* [TASK ITEM] In the records below, find each line with "NoLayout" and copy it.

** Opening DATA PROVIDED block **

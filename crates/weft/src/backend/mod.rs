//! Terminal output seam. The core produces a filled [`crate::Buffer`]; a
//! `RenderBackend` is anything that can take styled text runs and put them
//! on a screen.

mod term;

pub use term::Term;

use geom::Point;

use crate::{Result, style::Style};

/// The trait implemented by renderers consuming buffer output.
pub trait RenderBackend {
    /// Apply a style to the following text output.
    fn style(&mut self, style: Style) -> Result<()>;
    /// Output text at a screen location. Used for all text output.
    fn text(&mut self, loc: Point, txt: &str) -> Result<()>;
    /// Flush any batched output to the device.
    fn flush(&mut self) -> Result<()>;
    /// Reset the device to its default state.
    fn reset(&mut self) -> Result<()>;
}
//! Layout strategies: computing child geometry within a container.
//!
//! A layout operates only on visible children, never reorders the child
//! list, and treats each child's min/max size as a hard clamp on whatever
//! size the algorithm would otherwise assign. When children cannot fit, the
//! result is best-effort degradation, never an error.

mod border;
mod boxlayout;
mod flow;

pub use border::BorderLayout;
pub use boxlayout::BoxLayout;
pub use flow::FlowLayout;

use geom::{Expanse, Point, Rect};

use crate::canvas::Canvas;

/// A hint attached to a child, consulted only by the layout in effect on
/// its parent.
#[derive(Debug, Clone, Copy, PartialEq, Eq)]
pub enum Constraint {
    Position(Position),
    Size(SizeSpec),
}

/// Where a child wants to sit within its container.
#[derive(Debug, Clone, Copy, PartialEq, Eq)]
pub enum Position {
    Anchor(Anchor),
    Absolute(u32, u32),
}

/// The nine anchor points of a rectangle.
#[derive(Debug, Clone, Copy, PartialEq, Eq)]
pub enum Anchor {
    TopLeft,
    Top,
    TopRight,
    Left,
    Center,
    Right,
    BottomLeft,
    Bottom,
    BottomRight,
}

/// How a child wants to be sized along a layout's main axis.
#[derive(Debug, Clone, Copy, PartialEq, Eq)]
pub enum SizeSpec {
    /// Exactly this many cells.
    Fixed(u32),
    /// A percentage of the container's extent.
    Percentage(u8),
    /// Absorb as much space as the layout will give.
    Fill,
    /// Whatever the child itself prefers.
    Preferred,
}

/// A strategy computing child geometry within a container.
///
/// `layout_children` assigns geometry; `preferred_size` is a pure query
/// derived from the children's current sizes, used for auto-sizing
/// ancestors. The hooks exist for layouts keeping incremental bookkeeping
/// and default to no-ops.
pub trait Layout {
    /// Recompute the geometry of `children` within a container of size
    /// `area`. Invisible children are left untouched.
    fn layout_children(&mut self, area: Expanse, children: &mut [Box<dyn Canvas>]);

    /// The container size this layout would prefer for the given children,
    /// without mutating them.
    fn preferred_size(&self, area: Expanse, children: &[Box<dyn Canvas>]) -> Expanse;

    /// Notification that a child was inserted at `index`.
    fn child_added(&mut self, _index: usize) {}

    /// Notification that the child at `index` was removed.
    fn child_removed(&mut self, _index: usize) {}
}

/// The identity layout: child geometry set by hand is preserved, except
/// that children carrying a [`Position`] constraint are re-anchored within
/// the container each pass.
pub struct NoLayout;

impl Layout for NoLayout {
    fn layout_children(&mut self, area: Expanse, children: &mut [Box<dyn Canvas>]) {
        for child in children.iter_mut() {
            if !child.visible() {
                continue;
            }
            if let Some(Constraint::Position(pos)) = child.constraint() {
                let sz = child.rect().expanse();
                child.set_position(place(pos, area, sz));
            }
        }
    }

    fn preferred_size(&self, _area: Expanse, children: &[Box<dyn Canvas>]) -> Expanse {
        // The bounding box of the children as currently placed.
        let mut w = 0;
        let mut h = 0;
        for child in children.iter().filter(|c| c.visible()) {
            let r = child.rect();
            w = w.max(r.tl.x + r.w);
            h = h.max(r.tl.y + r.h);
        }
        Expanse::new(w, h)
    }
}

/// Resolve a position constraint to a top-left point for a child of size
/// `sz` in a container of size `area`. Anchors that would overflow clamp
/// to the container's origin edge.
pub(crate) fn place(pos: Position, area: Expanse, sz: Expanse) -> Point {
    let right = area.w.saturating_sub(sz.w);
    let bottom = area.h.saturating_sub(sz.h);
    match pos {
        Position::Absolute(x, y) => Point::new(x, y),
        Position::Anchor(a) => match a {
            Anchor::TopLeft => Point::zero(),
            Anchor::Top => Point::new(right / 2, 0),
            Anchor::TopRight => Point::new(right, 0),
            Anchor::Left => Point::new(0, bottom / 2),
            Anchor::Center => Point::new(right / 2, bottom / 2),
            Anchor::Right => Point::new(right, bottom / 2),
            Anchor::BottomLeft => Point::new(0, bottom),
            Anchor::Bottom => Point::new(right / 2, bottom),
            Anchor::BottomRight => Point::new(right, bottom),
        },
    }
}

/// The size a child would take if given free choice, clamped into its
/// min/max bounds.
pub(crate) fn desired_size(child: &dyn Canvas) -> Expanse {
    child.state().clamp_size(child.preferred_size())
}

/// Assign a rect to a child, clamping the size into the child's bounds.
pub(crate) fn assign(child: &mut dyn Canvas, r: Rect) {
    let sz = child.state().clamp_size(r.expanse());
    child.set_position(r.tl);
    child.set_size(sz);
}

** Closing DATA PROVIDED block **

* [RESPONSE TO THIS EXERCISE]
pub struct NoLayout;
impl Layout for NoLayout {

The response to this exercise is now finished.